Ubuntu developer and distributor Canonical has inked a deal with Yahoo! to make the latter the default search provider in upcoming versions of the operating system. This means Yahoo! will replace Google as the default search engine in the customized version of Firefox built into the company’s Ubuntu operating system. Canonical will earn a share of the advertising revenue generated by Yahoo! from this deal.
Firefox creator Mozilla Foundation already has a similar agreement with Google. The agreement gives the Foundation a part of the advertising revenue generated in return for making Google the default search engine on its internet browser. This revenue makes up a lion’s share of the total income for the Mozilla Foundation.
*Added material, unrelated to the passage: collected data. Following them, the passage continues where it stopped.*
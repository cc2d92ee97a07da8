// joining: wait for every constituent, then settle from all of their outcomes at once.

use crate::{
    cancel::CancelToken,
    error::{AggregateError, CancelCallbackError, InvalidOperation, Reason},
    group::{GroupCancel, Version},
    promise::{cell::Observer, misuse, Deferred, Outcome, Promise},
    util::spin::SpinLock,
};
use smallvec::SmallVec;
use std::{
    fmt::{self, Debug, Formatter},
    mem::take,
    sync::{
        atomic::{AtomicUsize, Ordering::AcqRel},
        Arc,
    },
};


type Settle<S> = Box<dyn FnOnce(Vec<Outcome<S>>, Option<AggregateError>) + Send>;

// accumulator shared by every joining group. `S` is the slot type.
pub(crate) struct JoinCore<S> {
    pub(crate) version: Version,
    slots: SpinLock<Vec<Option<Outcome<S>>>>,
    // constituents yet to complete, plus one for the builder until sealed.
    pending: AtomicUsize,
    cancel: GroupCancel,
    settle: SpinLock<Option<Settle<S>>>,
}

impl<S: Send + 'static> JoinCore<S> {
    #[track_caller]
    pub(crate) fn new(capacity: usize, token: Option<&CancelToken>) -> (Self, CancelToken) {
        let (cancel, group_token) = GroupCancel::new(token);
        let core = JoinCore {
            version: Version::default(),
            slots: SpinLock::new(Vec::with_capacity(capacity)),
            pending: AtomicUsize::new(1),
            cancel,
            settle: SpinLock::new(None),
        };
        (core, group_token)
    }

    // reserve the next slot for a constituent about to be observed.
    pub(crate) fn add_slot(&self) -> usize {
        self.pending.fetch_add(1, AcqRel);
        let mut slots = self.slots.lock();
        slots.push(None);
        slots.len() - 1
    }

    // stop accepting constituents. `settle` runs once every constituent has completed.
    pub(crate) fn seal(&self, settle: Settle<S>) {
        *self.settle.lock() = Some(settle);
        self.arrive();
    }

    pub(crate) fn record(&self, index: usize, outcome: Outcome<S>) {
        if !outcome.is_resolved() {
            self.cancel.signal();
        }
        self.slots.lock()[index] = Some(outcome);
        self.arrive();
    }

    fn arrive(&self) {
        if self.pending.fetch_sub(1, AcqRel) != 1 {
            return;
        }
        let slots = take(&mut *self.slots.lock());
        let settle = self.settle.lock().take();
        let slots = slots
            .into_iter()
            .map(|slot| slot.expect("group slot empty after every constituent arrived (internal bug)"))
            .collect();
        let settle = settle.expect("group settled before sealed (internal bug)");
        trace!("group settling");
        settle(slots, self.cancel.take_error());
    }
}

impl<S: Send + 'static> Observer<S> for JoinCore<S> {
    fn observe(self: Arc<Self>, index: usize, outcome: Outcome<S>) {
        self.record(index, outcome);
    }
}

// aggregate rejection from reasons in add order, with callback errors nested after them.
pub(crate) fn aggregate(
    mut reasons: SmallVec<[Reason; 2]>,
    callback_error: Option<AggregateError>,
) -> Reason {
    if let Some(e) = callback_error {
        reasons.push(Reason::new(CancelCallbackError(e)));
    }
    AggregateError::new(reasons).into()
}

// combine slots by priority: rejected over canceled over resolved.
pub(crate) fn join_outcomes<S>(
    slots: Vec<Outcome<S>>,
    callback_error: Option<AggregateError>,
) -> Outcome<Vec<S>> {
    let mut values = Vec::with_capacity(slots.len());
    let mut reasons = SmallVec::new();
    let mut canceled = false;
    for slot in slots {
        match slot {
            Outcome::Resolved(value) => values.push(value),
            Outcome::Rejected(reason) => reasons.push(reason),
            Outcome::Canceled => canceled = true,
        }
    }
    if !reasons.is_empty() || callback_error.is_some() {
        Outcome::Rejected(aggregate(reasons, callback_error))
    } else if canceled {
        Outcome::Canceled
    } else {
        Outcome::Resolved(values)
    }
}

// resolve with every slot as-is, unless cancel callbacks failed.
pub(crate) fn join_results<S>(
    slots: Vec<Outcome<S>>,
    callback_error: Option<AggregateError>,
) -> Outcome<Vec<Outcome<S>>> {
    match callback_error {
        Some(e) => Outcome::Rejected(aggregate(SmallVec::new(), Some(e))),
        None => Outcome::Resolved(slots),
    }
}

#[track_caller]
pub(crate) fn core_of<C>(core: Option<Arc<C>>) -> Arc<C> {
    core.unwrap_or_else(|| misuse(InvalidOperation::InvalidGroup))
}


macro_rules! join_group {
    (
        $(#[$attr:meta])*
        $name:ident => $output:ty, $join:ident
    ) => {
        $(#[$attr])*
        pub struct $name<T: Send + 'static> {
            core: Option<Arc<JoinCore<T>>>,
            version: u32,
        }

        impl<T: Send + 'static> $name<T> {
            /// Construct, expecting about `capacity` operations
            #[track_caller]
            pub fn new(capacity: usize) -> Self {
                let (core, _) = JoinCore::new(capacity, None);
                $name { core: Some(Arc::new(core)), version: 0 }
            }

            /// Construct, linked to `token`, and return the group token
            ///
            /// The group token is canceled when `token` is, or when the first operation completes
            /// without resolving. Pass it on to the operations being joined so they can stop
            /// early. Panics if `token` is stale.
            #[track_caller]
            pub fn with_cancel(capacity: usize, token: &CancelToken) -> (Self, CancelToken) {
                let (core, group_token) = JoinCore::new(capacity, Some(token));
                ($name { core: Some(Arc::new(core)), version: 0 }, group_token)
            }

            /// Add an operation
            ///
            /// Panics if this builder is default-constructed.
            #[track_caller]
            pub fn add(self, promise: Promise<T>) -> Self {
                let core = core_of(self.core);
                let version = core.version.advance(self.version);
                let index = core.add_slot();
                promise.observe(Arc::clone(&core) as _, index);
                $name { core: Some(core), version }
            }

            /// Finish adding operations, and get the joined operation
            ///
            /// With no operations added, the joined operation is immediately resolved. Panics if
            /// this builder is default-constructed.
            #[track_caller]
            pub fn wait_async(self) -> Promise<$output> {
                let core = core_of(self.core);
                core.version.seal(self.version);
                let (deferred, promise) = Deferred::new();
                core.seal(Box::new(move |slots: Vec<Outcome<T>>, callback_error: Option<AggregateError>| {
                    deferred.settle_in(None, $join(slots, callback_error))
                        .expect("group operation completed twice (internal bug)");
                }));
                promise
            }
        }

        impl<T: Send + 'static> Default for $name<T> {
            fn default() -> Self {
                $name { core: None, version: 0 }
            }
        }

        impl<T: Send + 'static> Debug for $name<T> {
            fn fmt(&self, f: &mut Formatter) -> fmt::Result {
                f.debug_struct(stringify!($name))
                    .field("valid", &self.core.is_some())
                    .field("version", &self.version)
                    .finish()
            }
        }
    };
}

join_group!(
    /// Builder joining operations of one type into an operation resolving with all their values
    ///
    /// The joined operation waits for every operation added, even after one fails. Then it
    /// rejects with an [`AggregateError`] of every rejection reason in the order the operations
    /// were added, if any rejected, or else is canceled, if any was canceled, or else resolves
    /// with the values in the order the operations were added.
    AllGroup => Vec<T>, join_outcomes
);

join_group!(
    /// Builder joining operations of one type into an operation resolving with all their outcomes
    ///
    /// Like [`AllGroup`], but resolves with every outcome in the order the operations were added,
    /// whatever they are.
    AllResultsGroup => Vec<Outcome<T>>, join_results
);


#[cfg(test)]
mod tests {
    use super::*;
    use crate::{cancel::CancelSource, error::Failure};

    fn reasons_of(failure: Failure) -> Vec<String> {
        let reason = failure.reason().cloned().expect("expected rejection");
        let aggregate = reason.as_aggregate().expect("expected aggregate");
        aggregate.reasons().iter().map(|r| r.to_string()).collect()
    }

    #[test]
    fn all_resolved_in_add_order_test() {
        let (d0, p0) = Deferred::<u32>::new();
        let (d1, p1) = Deferred::<u32>::new();
        let mut joined = AllGroup::new(2).add(p0).add(p1).wait_async();
        d1.resolve(1);
        assert!(joined.is_pending());
        d0.resolve(0);
        assert_eq!(joined.wait().unwrap(), vec![0, 1]);
    }

    #[test]
    fn empty_all_test() {
        let mut joined = AllGroup::<u32>::new(0).wait_async();
        assert_eq!(joined.wait().unwrap(), Vec::<u32>::new());
    }

    #[test]
    fn priority_test() {
        let mut joined = AllGroup::new(3)
            .add(Promise::resolved(1u32))
            .add(Promise::canceled())
            .add(Promise::rejected(Reason::msg("e")))
            .wait_async();
        assert_eq!(reasons_of(joined.wait().unwrap_err()), vec!["e"]);

        let mut joined = AllGroup::new(2)
            .add(Promise::resolved(1u32))
            .add(Promise::canceled())
            .wait_async();
        assert!(joined.wait().unwrap_err().is_canceled());
    }

    #[test]
    fn aggregate_containment_test() {
        let (d0, p0) = Deferred::<u32>::new();
        let (d1, p1) = Deferred::<u32>::new();
        let (d2, p2) = Deferred::<u32>::new();
        let mut joined = AllGroup::new(3).add(p0).add(p1).add(p2).wait_async();
        d2.reject(Reason::msg("third"));
        d1.resolve(1);
        d0.reject(Reason::msg("first"));
        assert_eq!(reasons_of(joined.wait().unwrap_err()), vec!["first", "third"]);
    }

    #[test]
    fn results_never_reject_test() {
        let mut joined = AllResultsGroup::new(3)
            .add(Promise::resolved(1u32))
            .add(Promise::rejected(Reason::msg("e")))
            .add(Promise::canceled())
            .wait_async();
        let outcomes = joined.wait().unwrap();
        assert_eq!(outcomes.len(), 3);
        assert_eq!(outcomes[0].value(), Some(&1));
        assert_eq!(outcomes[1].reason().unwrap().to_string(), "e");
        assert!(matches!(outcomes[2], Outcome::Canceled));
    }

    #[test]
    fn signals_group_token_and_waits_test() {
        let source = CancelSource::new();
        let (group, group_token) = AllGroup::with_cancel(2, &source.token());
        let (d0, p0) = Deferred::<u32>::new();
        let (d1, p1) = Deferred::<u32>::new();
        d1.cancel_on(&group_token);
        let mut joined = group.add(p0).add(p1).wait_async();

        assert!(!group_token.is_cancel_requested());
        d0.reject(Reason::msg("boom"));
        // the still-running operation observed the group token and canceled itself
        assert!(group_token.is_cancel_requested());
        assert!(!d1.is_pending());
        assert!(!source.is_cancel_requested());
        assert_eq!(reasons_of(joined.wait().unwrap_err()), vec!["boom"]);
    }

    #[test]
    fn external_token_reaches_constituents_test() {
        let source = CancelSource::new();
        let (group, group_token) = AllGroup::<u32>::with_cancel(1, &source.token());
        let (deferred, promise) = Deferred::<u32>::new();
        deferred.cancel_on(&group_token);
        let mut joined = group.add(promise).wait_async();
        source.cancel().unwrap();
        assert!(joined.wait().unwrap_err().is_canceled());
    }

    #[test]
    fn callback_error_nested_test() {
        let source = CancelSource::new();
        let (group, group_token) = AllResultsGroup::<u32>::with_cancel(2, &source.token());
        group_token.register(|| panic!("bad callback"));
        let (d1, p1) = Deferred::<u32>::new();
        let mut joined = group.add(Promise::canceled()).add(p1).wait_async();
        d1.resolve(1);

        let reason = joined.wait().unwrap_err().reason().cloned().unwrap();
        let aggregate = reason.as_aggregate().unwrap();
        assert_eq!(aggregate.len(), 1);
        let nested = aggregate.reasons()[0].downcast_ref::<CancelCallbackError>().unwrap();
        assert_eq!(nested.0.reasons()[0].to_string(), "callback panicked: bad callback");
    }

    #[test]
    #[should_panic(expected = "promise group is invalid")]
    fn default_builder_add_panics_test() {
        let _ = AllGroup::<u32>::default().add(Promise::resolved(1));
    }

    #[test]
    #[should_panic(expected = "promise group is invalid")]
    fn default_builder_seal_panics_test() {
        let _ = AllResultsGroup::<u32>::default().wait_async();
    }

    #[test]
    #[should_panic(expected = "cancel token refers to a disposed source")]
    fn stale_token_panics_test() {
        let source = CancelSource::new();
        let token = source.token();
        drop(source);
        let _ = AllGroup::<u32>::with_cancel(0, &token);
    }
}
With Canonical signing its own deal with Yahoo! for the same browser, the Foundation will be faced with a revenue loss, as a part of the income would get diverted to Canonical. Clarifying the intentions behind their decision, Canonical’s Rick Spencer said that the revenue from this deal would “help Canonical provide developers and resources to continue the open development of Ubuntu and the Ubuntu Platform”.
While the switching of the search engines has been confirmed, Canonical has made allowances for Mozilla to continue receiving revenues. The customized Firefox will still have a choice of search engines including the same version of Google that is built into Firefox currently. With users free to select the one they want to set as their default search engine, the income for Mozilla from this channel is not likely to dry up completely.
With Google’s continued dominance of the search engine domain and most users hesitant about changing their default search provider, Canonical’s move could bear mixed results. The deal is also a strange one because Yahoo! has already signed a pact with Microsoft to sell off its business to the software giant. Now everyone in the tech world knows that Microsoft and Linux do not see eye-to-eye. So the agreement could possibly turn out to be something of a tug-of-war. Plus, it is still pending regulatory approval.
The number of users that actually stick to the new Yahoo! search in Ubuntu’s Firefox and the revenues earned by Canonical are things that only time will reveal.